A motion has been filed to dismiss the writ of error based upon two grounds: First, failure to file petition for writ of error within statutory period; and, second, failure to file briefs.
In this case a judgment was entered on October 24, 1916, which was corrected on April 16, 1917. These judgments disposed of the rights of the parties and appointed commissioners to partition the land in accordance with the provisions of the judgment. It is well settled that such judgments are final and appealable. Waters Pierce Oil Co. v. State,107 Tex. 1, 106 S.W. 326, and cases cited. The petition for writ of error was filed August 22, 1920, more than 12 months after the date of either of the judgments mentioned.
The judgment approving the report of the commissioners was rendered on October 22, 1918. The Legislature, by chapter 85, Acts Reg. Sess. 36th Leg., reduced the time for suing out writs of error to 6 months, and applying the rule announced in the case of Odum v. Garner, 86 Tex. 374,25 S.W. 18, for computing time in cases decided before the law was changed, we find that the petition was filed too late to procure a revision of said judgment of October 22, 1918.

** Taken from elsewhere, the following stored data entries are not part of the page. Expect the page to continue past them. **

//! Encoding and decoding helpers between Rust domain types and the plain-text
//! representations stored in SQLite columns.
//!
//! Timestamps are RFC 3339 strings, issue dates are `YYYY-MM-DD`. Lists and
//! nested values are compact JSON. Enums use their lowercase string form.

use std::str::FromStr;

use chrono::{DateTime, NaiveDate, Utc};
use polichat_core::{
  debate::{DebateKey, DebateMessage, Judgment, Transcript},
  intimacy::{Intimacy, MAX_LEVEL, MIN_LEVEL},
  issue::{Issue, TopicBrief},
  memory::{ChatRecord, UserMemory},
  persona::{KnowledgeFile, Persona},
};
use serde::{Serialize, de::DeserializeOwned};
use uuid::Uuid;

use crate::{Error, Result};

// ─── Scalars ─────────────────────────────────────────────────────────────────

pub fn encode_dt(dt: DateTime<Utc>) -> String { dt.to_rfc3339() }

pub fn decode_dt(s: &str) -> Result<DateTime<Utc>> {
  DateTime::parse_from_rfc3339(s)
    .map(|dt| dt.with_timezone(&Utc))
    .map_err(|e| Error::DateParse(e.to_string()))
}

pub fn encode_date(d: NaiveDate) -> String { d.format("%Y-%m-%d").to_string() }

pub fn decode_date(s: &str) -> Result<NaiveDate> {
  NaiveDate::parse_from_str(s, "%Y-%m-%d").map_err(|e| Error::DateParse(e.to_string()))
}

pub fn decode_variant<T: FromStr>(kind: &'static str, s: &str) -> Result<T> {
  s.parse().map_err(|_| Error::UnknownVariant { kind, value: s.to_owned() })
}

pub fn encode_json<T: Serialize + ?Sized>(value: &T) -> Result<String> {
  Ok(serde_json::to_string(value)?)
}

pub fn decode_json<T: DeserializeOwned>(s: &str) -> Result<T> { Ok(serde_json::from_str(s)?) }

// ─── Row types ───────────────────────────────────────────────────────────────

/// Raw strings read directly from a `personas` row.
pub struct RawPersona {
  pub persona_id:   String,
  pub name:         String,
  pub party:        Option<String>,
  pub title:        Option<String>,
  pub tone:         Option<String>,
  pub catchphrases: String,
  pub stance:       String,
  pub updated_at:   String,
}

pub const PERSONA_COLUMNS: &str =
  "persona_id, name, party, title, tone, catchphrases, stance, updated_at";

impl RawPersona {
  pub fn from_row(row: &rusqlite::Row<'_>) -> rusqlite::Result<Self> {
    Ok(Self {
      persona_id:   row.get(0)?,
      name:         row.get(1)?,
      party:        row.get(2)?,
      title:        row.get(3)?,
      tone:         row.get(4)?,
      catchphrases: row.get(5)?,
      stance:       row.get(6)?,
      updated_at:   row.get(7)?,
    })
  }

  pub fn into_persona(self) -> Result<Persona> {
    Ok(Persona {
      id:           self.persona_id,
      name:         self.name,
      party:        self.party,
      title:        self.title,
      tone:         self.tone,
      catchphrases: decode_json(&self.catchphrases)?,
      stance:       self.stance,
      updated_at:   decode_dt(&self.updated_at)?,
    })
  }
}

pub struct RawKnowledge {
  pub persona_id: String,
  pub name:       String,
  pub content:    String,
  pub updated_at: String,
}

impl RawKnowledge {
  pub fn from_row(row: &rusqlite::Row<'_>) -> rusqlite::Result<Self> {
    Ok(Self {
      persona_id: row.get(0)?,
      name:       row.get(1)?,
      content:    row.get(2)?,
      updated_at: row.get(3)?,
    })
  }

  pub fn into_file(self) -> Result<KnowledgeFile> {
    Ok(KnowledgeFile {
      persona_id: self.persona_id,
      name:       self.name,
      content:    self.content,
      updated_at: decode_dt(&self.updated_at)?,
    })
  }
}

pub struct RawTranscript {
  pub topic:         String,
  pub style:         String,
  pub debate_type:   String,
  pub version:       u32,
  pub messages_json: String,
  pub judgment_json: Option<String>,
  pub created_at:    String,
}

pub const TRANSCRIPT_COLUMNS: &str =
  "topic, style, debate_type, version, messages_json, judgment_json, created_at";

impl RawTranscript {
  pub fn from_row(row: &rusqlite::Row<'_>) -> rusqlite::Result<Self> {
    Ok(Self {
      topic:         row.get(0)?,
      style:         row.get(1)?,
      debate_type:   row.get(2)?,
      version:       row.get(3)?,
      messages_json: row.get(4)?,
      judgment_json: row.get(5)?,
      created_at:    row.get(6)?,
    })
  }

  pub fn into_transcript(self) -> Result<Transcript> {
    let messages: Vec<DebateMessage> = decode_json(&self.messages_json)?;
    let judgment: Option<Judgment> =
      self.judgment_json.as_deref().map(decode_json).transpose()?;
    Ok(Transcript {
      key: DebateKey {
        topic:       self.topic,
        style:       decode_variant("debate style", &self.style)?,
        debate_type: decode_variant("debate type", &self.debate_type)?,
      },
      version: self.version,
      messages,
      judgment,
      created_at: decode_dt(&self.created_at)?,
    })
  }
}

pub struct RawIssue {
  pub issue_date:     String,
  pub title:          String,
  pub summary:        String,
  pub talking_points: String,
  pub source_url:     Option<String>,
  pub created_at:     String,
}

pub const ISSUE_COLUMNS: &str =
  "issue_date, title, summary, talking_points, source_url, created_at";

impl RawIssue {
  pub fn from_row(row: &rusqlite::Row<'_>) -> rusqlite::Result<Self> {
    Ok(Self {
      issue_date:     row.get(0)?,
      title:          row.get(1)?,
      summary:        row.get(2)?,
      talking_points: row.get(3)?,
      source_url:     row.get(4)?,
      created_at:     row.get(5)?,
    })
  }

  pub fn into_issue(self) -> Result<Issue> {
    Ok(Issue {
      date:           decode_date(&self.issue_date)?,
      title:          self.title,
      summary:        self.summary,
      talking_points: decode_json(&self.talking_points)?,
      source_url:     self.source_url,
      created_at:     decode_dt(&self.created_at)?,
    })
  }
}

pub struct RawBrief {
  pub topic:      String,
  pub persona_id: String,
  pub points:     String,
  pub created_at: String,
}

impl RawBrief {
  pub fn into_brief(self) -> Result<TopicBrief> {
    Ok(TopicBrief {
      topic:      self.topic,
      persona_id: self.persona_id,
      points:     decode_json(&self.points)?,
      created_at: decode_dt(&self.created_at)?,
    })
  }
}

pub struct RawMemory {
  pub user_id:        String,
  pub persona_id:     String,
  pub total_messages: i64,
  pub affinity_score: i64,
  pub facts:          String,
  pub updated_at:     String,
}

pub const MEMORY_COLUMNS: &str =
  "user_id, persona_id, total_messages, affinity_score, facts, updated_at";

impl RawMemory {
  pub fn from_row(row: &rusqlite::Row<'_>) -> rusqlite::Result<Self> {
    Ok(Self {
      user_id:        row.get(0)?,
      persona_id:     row.get(1)?,
      total_messages: row.get(2)?,
      affinity_score: row.get(3)?,
      facts:          row.get(4)?,
      updated_at:     row.get(5)?,
    })
  }

  pub fn into_memory(self) -> Result<UserMemory> {
    Ok(UserMemory {
      user_id:        self.user_id,
      persona_id:     self.persona_id,
      total_messages: self.total_messages.max(0) as u64,
      affinity_score: self.affinity_score.max(0) as u32,
      facts:          decode_json(&self.facts)?,
      updated_at:     decode_dt(&self.updated_at)?,
    })
  }
}

pub struct RawChat {
  pub record_id:  String,
  pub user_id:    String,
  pub persona_id: String,
  pub role:       String,
  pub content:    String,
  pub created_at: String,
}

impl RawChat {
  pub fn into_record(self) -> Result<ChatRecord> {
    Ok(ChatRecord {
      id:         Uuid::parse_str(&self.record_id)?,
      user_id:    self.user_id,
      persona_id: self.persona_id,
      role:       decode_variant("role", &self.role)?,
      content:    self.content,
      created_at: decode_dt(&self.created_at)?,
    })
  }
}

pub struct RawIntimacy {
  pub user_id:    String,
  pub persona_id: String,
  pub level:      i64,
  pub xp:         i64,
  pub updated_at: String,
}

impl RawIntimacy {
  pub fn into_intimacy(self) -> Result<Intimacy> {
    Ok(Intimacy {
      user_id:    self.user_id,
      persona_id: self.persona_id,
      level:      self.level.clamp(i64::from(MIN_LEVEL), i64::from(MAX_LEVEL)) as u8,
      xp:         self.xp.max(0) as u32,
      updated_at: decode_dt(&self.updated_at)?,
    })
  }
}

It is stated in the answer to the motion to dismiss, which answer was filed on the day the case was submitted, that the petition and bond were mailed to the clerk from San Antonio on August 11, 1919, and should have reached him on August 12, 1919, and that therefore the file mark of August 22, 1919, is due to a mistake of the clerk. As the file mark showing the date of filing to have been August 22, 1919, appears three times, once on the petition and twice on the bond, it is evident that the discrepancy cannot be accounted for on the ground that a clerical error was made in making such notation or in copying the same into the transcript. In passing on this matter we must therefore accept the transcript as showing the correct date. It seems improbable, in view of the three notations, that the petition and bond reached, the clerk prior to the date stated by him, but any mistake with reference to the record as it exists in the clerk's office could only have been corrected in the trial court.
The motion to dismiss is also well taken in so far as reliance is placed upon the ground of want of prosecution. No briefs had been filed at the time the case was submitted, and no sufficient excuse for such failure was shown.
We conclude that both grounds of the motion are well taken, and it is therefore granted, and the writ of error dismissed.
                        On Motion for Rehearing.
It is suggested that under rule 8 for the Courts of Civil Appeals (142 S.W. xi) the motion to dismiss should have been filed within 30 days after the filing of the record in this court. That rule has no application when a question of jurisdiction is involved, nor can it apply to a motion to dismiss for failure to file briefs.
It is also contended that the usual rule concerning the necessity for correcting the record in the trial court would not apply, for the reason that the issue whether the petition for writ of error was filed on August 12, 1919, is one affecting the jurisdiction of this court. We hold this contention to be well taken, and withdraw the suggestion to the effect that it was necessary to correct the record in the trial court. W. U. Tel. Co. v. O'Keefe, 87 Tex. 423, 28 S.W. 945.
There being nothing in the transcript to indicate that any clerical error was made in the three notations of the date of filing, all of which are alike, and there being a presumption in favor of the regularity of official acts, evidence relied on to convince this court that it has jurisdiction should go further than merely to show that a petition was mailed at San Antonio, which in due course of mail should have reached the clerk 10 days before the date indicated by his file marks. Such evidence might raise a presumption that the clerk received the petition on August 12, 1919, in the absence of any other evidence, but this presumption is counterbalanced by the *Page 287 
presumption that the clerk placed his file mark thereon in accordance with the requirements of the law.
The motion for rehearing is overruled.